TASK STATEMENT
Select, from the data, each line where "DeviceCreateInfo" occurs.
INPUT START
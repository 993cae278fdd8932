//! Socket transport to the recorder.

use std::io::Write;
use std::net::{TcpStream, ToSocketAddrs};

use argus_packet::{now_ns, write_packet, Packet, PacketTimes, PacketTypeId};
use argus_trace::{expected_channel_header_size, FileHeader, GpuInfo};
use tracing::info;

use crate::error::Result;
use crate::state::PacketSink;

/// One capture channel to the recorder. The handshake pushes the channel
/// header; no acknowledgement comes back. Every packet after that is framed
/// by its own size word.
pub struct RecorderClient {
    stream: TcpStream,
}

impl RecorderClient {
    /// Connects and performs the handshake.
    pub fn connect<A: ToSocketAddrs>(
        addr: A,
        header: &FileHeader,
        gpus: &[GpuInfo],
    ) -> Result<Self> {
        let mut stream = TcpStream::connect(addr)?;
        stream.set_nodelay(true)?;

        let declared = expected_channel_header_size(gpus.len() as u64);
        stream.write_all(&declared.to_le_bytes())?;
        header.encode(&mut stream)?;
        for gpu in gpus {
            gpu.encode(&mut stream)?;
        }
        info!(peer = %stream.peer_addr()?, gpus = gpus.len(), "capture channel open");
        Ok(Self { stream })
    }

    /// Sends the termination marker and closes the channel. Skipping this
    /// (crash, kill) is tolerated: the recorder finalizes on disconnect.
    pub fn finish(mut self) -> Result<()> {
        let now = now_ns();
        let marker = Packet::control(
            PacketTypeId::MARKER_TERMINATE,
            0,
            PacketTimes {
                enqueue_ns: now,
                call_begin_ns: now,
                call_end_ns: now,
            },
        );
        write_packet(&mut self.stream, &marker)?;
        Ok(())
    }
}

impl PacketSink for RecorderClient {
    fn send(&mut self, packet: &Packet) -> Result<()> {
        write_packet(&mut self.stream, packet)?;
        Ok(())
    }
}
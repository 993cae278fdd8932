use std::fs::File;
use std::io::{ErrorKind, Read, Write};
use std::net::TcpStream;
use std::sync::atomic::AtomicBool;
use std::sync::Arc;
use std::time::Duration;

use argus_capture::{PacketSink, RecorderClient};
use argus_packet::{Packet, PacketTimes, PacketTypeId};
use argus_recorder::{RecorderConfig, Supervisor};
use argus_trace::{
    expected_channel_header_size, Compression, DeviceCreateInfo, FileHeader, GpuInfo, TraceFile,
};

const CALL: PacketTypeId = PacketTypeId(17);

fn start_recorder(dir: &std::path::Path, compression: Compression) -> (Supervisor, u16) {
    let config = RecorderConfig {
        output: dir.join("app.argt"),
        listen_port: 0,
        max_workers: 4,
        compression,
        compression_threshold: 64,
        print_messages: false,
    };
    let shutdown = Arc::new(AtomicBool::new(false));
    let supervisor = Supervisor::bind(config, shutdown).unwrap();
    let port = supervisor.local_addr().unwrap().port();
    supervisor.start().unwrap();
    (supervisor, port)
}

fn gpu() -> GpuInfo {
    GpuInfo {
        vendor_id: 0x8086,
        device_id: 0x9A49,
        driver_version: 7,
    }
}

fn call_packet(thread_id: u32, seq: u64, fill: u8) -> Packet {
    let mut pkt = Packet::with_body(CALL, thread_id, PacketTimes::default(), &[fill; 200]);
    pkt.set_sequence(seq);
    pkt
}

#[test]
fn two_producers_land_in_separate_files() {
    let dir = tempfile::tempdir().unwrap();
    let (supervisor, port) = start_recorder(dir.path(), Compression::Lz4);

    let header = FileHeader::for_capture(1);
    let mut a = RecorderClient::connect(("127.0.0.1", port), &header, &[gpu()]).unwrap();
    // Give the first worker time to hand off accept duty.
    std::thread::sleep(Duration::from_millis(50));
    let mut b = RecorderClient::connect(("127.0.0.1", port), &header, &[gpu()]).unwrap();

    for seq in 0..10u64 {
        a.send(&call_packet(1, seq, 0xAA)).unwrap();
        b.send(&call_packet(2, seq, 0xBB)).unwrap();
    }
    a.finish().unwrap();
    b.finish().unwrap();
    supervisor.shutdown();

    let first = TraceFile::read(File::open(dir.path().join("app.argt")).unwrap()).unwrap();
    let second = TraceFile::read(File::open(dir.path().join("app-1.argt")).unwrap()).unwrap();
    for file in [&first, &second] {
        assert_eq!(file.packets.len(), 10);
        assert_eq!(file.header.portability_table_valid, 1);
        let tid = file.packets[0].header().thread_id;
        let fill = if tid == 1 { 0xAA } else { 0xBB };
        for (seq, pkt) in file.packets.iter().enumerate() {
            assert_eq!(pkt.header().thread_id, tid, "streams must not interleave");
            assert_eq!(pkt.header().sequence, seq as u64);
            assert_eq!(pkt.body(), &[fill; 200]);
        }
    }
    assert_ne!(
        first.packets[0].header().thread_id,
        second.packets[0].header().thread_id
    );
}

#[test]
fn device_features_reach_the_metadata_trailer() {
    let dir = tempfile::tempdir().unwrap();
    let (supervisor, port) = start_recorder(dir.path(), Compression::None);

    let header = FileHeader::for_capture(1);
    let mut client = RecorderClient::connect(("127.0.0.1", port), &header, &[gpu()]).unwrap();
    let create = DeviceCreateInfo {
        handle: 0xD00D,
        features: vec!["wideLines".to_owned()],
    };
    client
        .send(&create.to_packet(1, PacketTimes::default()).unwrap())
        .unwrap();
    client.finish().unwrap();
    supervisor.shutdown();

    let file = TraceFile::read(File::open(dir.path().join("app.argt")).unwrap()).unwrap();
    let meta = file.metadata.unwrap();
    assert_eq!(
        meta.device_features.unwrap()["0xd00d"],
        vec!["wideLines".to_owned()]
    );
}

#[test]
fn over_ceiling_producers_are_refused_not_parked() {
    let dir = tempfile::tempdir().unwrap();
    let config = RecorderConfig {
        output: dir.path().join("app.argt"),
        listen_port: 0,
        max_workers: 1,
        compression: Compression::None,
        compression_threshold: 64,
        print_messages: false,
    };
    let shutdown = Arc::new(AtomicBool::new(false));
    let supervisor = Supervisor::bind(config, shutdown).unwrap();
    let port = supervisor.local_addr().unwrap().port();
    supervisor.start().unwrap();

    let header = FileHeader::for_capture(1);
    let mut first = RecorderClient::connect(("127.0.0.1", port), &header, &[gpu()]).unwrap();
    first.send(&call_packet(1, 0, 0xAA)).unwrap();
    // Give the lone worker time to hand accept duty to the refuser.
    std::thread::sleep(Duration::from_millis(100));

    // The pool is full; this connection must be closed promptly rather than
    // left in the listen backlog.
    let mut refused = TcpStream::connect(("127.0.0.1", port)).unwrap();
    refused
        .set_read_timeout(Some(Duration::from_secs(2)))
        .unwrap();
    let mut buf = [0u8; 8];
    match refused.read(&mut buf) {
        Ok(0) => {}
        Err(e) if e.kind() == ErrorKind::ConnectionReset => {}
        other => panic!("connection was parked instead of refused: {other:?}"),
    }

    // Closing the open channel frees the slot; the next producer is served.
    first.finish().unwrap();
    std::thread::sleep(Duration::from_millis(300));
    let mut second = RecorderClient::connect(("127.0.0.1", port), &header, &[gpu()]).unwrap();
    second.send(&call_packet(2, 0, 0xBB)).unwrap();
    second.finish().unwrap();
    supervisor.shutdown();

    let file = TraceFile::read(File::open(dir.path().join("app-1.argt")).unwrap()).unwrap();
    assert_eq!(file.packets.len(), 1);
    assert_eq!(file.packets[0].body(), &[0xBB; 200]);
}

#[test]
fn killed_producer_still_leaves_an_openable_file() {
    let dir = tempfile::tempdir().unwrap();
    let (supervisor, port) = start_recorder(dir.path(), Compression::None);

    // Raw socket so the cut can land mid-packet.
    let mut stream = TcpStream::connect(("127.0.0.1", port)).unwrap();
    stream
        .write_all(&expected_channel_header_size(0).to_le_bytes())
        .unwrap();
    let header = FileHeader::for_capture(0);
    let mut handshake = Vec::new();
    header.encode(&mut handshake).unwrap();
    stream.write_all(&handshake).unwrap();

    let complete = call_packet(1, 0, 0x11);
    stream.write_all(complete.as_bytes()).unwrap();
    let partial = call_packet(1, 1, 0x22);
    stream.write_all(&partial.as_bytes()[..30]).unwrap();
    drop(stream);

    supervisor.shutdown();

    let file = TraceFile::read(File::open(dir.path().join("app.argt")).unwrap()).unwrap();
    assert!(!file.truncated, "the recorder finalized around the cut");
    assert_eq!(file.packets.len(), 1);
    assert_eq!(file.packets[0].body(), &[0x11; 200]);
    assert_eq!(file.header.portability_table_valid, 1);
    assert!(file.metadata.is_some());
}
INPUT END
TASK RESULT
    expected_channel_header_size, Compression, DeviceCreateInfo, FileHeader, GpuInfo, TraceFile,
    let create = DeviceCreateInfo {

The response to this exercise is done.